Specifically, Conway was present when Patton’s attorney set out the facts supporting the guilty plea including that on or about October 5, 2016, Patton, Harris and Conway were working together to “take money from people.” See VR 4/19/17 at 9:49 a.m. – 9:57 a.m. Patton’s counsel represented to the Court that Conway was with the victim when she contacted Harris after which Harris and Patton arrived at the residence, both armed, and with the intent to commit a robbery. Id . Patton’s counsel represented that D.B. was shot and killed during the incident. Id . Patton testified that his counsel’s statement of events was truthful. Id . Patton further testified he and Harris were armed and that Conway opened the door to allow them entry. Id . Patton testified there was an altercation between Harris and D.B. as soon as they made entry into the home. Id . A second victim ran at Patton and “tackled” him. Id . During this time, Harris shot and killed D.B. Id . Patton testified Conway was in the residence during all of the foregoing events. Id . He fled the residence and was joined by Conway and Harris in a vehicle for the purpose of fleeing the scene. Id . Patton testified he and Harris were both intoxicated but he was not sure whether Conway was intoxicated at the time of incident. Id . He testified Harris was the “mastermind” of the events. Id .

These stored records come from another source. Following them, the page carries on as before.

//! Tracing setup for the acvm binary.
//!
//! stderr always gets human-readable output. With `ACVM_LOG=1` every session
//! is also appended to `<logs>/acvm.log`, one file per day, including the
//! engine's own stderr (target `engine`).
//!
//! `RUST_LOG` overrides the default filter in both cases.

use std::path::Path;

use tracing_appender::non_blocking::WorkerGuard;
use tracing_subscriber::{EnvFilter, fmt, layer::SubscriberExt, util::SubscriberInitExt};

/// Environment switch for the file layer.
pub const FILE_LOG_ENV: &str = "ACVM_LOG";

/// Flushes the file layer when dropped. Keep it alive in `main`.
pub struct LogGuard {
    _file: Option<WorkerGuard>,
}

/// Default directive when `RUST_LOG` is unset.
fn default_directive(verbose: bool, file_logging: bool) -> &'static str {
    match (verbose, file_logging) {
        (true, _) => "acvm=debug,engine=info,info",
        (false, true) => "info",
        (false, false) => "warn",
    }
}

fn file_logging_enabled() -> bool {
    std::env::var(FILE_LOG_ENV).as_deref() == Ok("1")
}

/// Install the global subscriber. Call once.
pub fn init(log_dir: Option<&Path>, verbose: bool) -> LogGuard {
    let file_logging = file_logging_enabled();
    let filter = EnvFilter::try_from_default_env()
        .unwrap_or_else(|_| EnvFilter::new(default_directive(verbose, file_logging)));

    let (file_layer, file_guard) = if file_logging {
        let dir = log_dir.map_or_else(std::env::temp_dir, Path::to_path_buf);
        let _ = std::fs::create_dir_all(&dir);
        let (writer, guard) =
            tracing_appender::non_blocking(tracing_appender::rolling::daily(dir, "acvm.log"));
        let layer = fmt::layer()
            .with_writer(writer)
            .with_ansi(false)
            .with_target(true);
        (Some(layer), Some(guard))
    } else {
        (None, None)
    };

    tracing_subscriber::registry()
        .with(filter)
        .with(fmt::layer().with_writer(std::io::stderr).with_target(verbose))
        .with(file_layer)
        .init();

    LogGuard { _file: file_guard }
}
//! Error types for the acvm library.
//!
//! The binary wraps these in `anyhow`; library callers can match on the kind.

use std::path::PathBuf;

use thiserror::Error;

/// Failures computing a launch specification. No process exists when these
/// are returned.
#[derive(Debug, Error)]
pub enum LaunchError {
    #[error("main image not found: {}", .0.display())]
    MissingMainImage(PathBuf),

    #[error("unsupported architecture `{0}` (expected aarch64 or x86_64)")]
    UnsupportedArchitecture(String),

    #[error("firmware image not found: {}", .0.display())]
    MissingFirmware(PathBuf),

    #[error("nvram store not found: {}", .0.display())]
    MissingNvram(PathBuf),

    #[error("virtualization engine not found: {0}")]
    EngineNotFound(String),
}

/// Failures on the monitor control channel.
#[derive(Debug, Error)]
pub enum MonitorError {
    #[error("could not connect to monitor on port {port}: {source}")]
    Connection {
        port: u16,
        #[source]
        source: std::io::Error,
    },

    #[error("monitor handshake failed: {0}")]
    Handshake(String),

    #[error("monitor send failed: {0}")]
    Send(String),

    #[error("no monitor channel is attached")]
    Closed,
}

/// Failures reading or writing persisted VM records.
#[derive(Debug, Error)]
pub enum StoreError {
    #[error("{}: {source}", path.display())]
    Io {
        path: PathBuf,
        #[source]
        source: std::io::Error,
    },

    #[error("could not encode VM record: {0}")]
    Serialize(#[from] toml::ser::Error),

    #[error("could not parse VM record {}: {source}", path.display())]
    Deserialize {
        path: PathBuf,
        #[source]
        source: toml::de::Error,
    },

    #[error("invalid VM record: {0}")]
    Invalid(String),
}

/// Failures surfaced by the process supervisor.
#[derive(Debug, Error)]
pub enum SupervisorError {
    #[error(transparent)]
    Launch(#[from] LaunchError),

    #[error("failed to spawn engine process: {0}")]
    SpawnFailure(#[source] std::io::Error),

    #[error("configuration `{current}` is in use; cannot switch to `{requested}` while it runs")]
    ConfigLocked { current: String, requested: String },

    #[error(transparent)]
    Monitor(#[from] MonitorError),

    #[error(transparent)]
    Store(#[from] StoreError),

    #[error("supervisor task has shut down")]
    Gone,
}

As to events on September 28, 2014, Patton’s counsel represented this crime was a similar “modus operandi” wherein Conway was at a residence with the victim when she made a phone call to Harris after which Harris and Patton arrived at the residence and tied the victim to a chair. See VR 4/19/17 9:57 a.m. – 10:00 a.m. Patton affirmed the representations of his counsel with the exception of correcting the record by stating that the *9 victim was tied to a bed with an extension cord found at the residence. Id . Patton testified Conway performed “sexual favors” to entice the victim and gain entry into his residence for the purpose of allowing Harris and Patton entry to commit a robbery. Id . Patton testified Harris was armed with a gun and both participated in taking property from the residence including a television and loose change. Id .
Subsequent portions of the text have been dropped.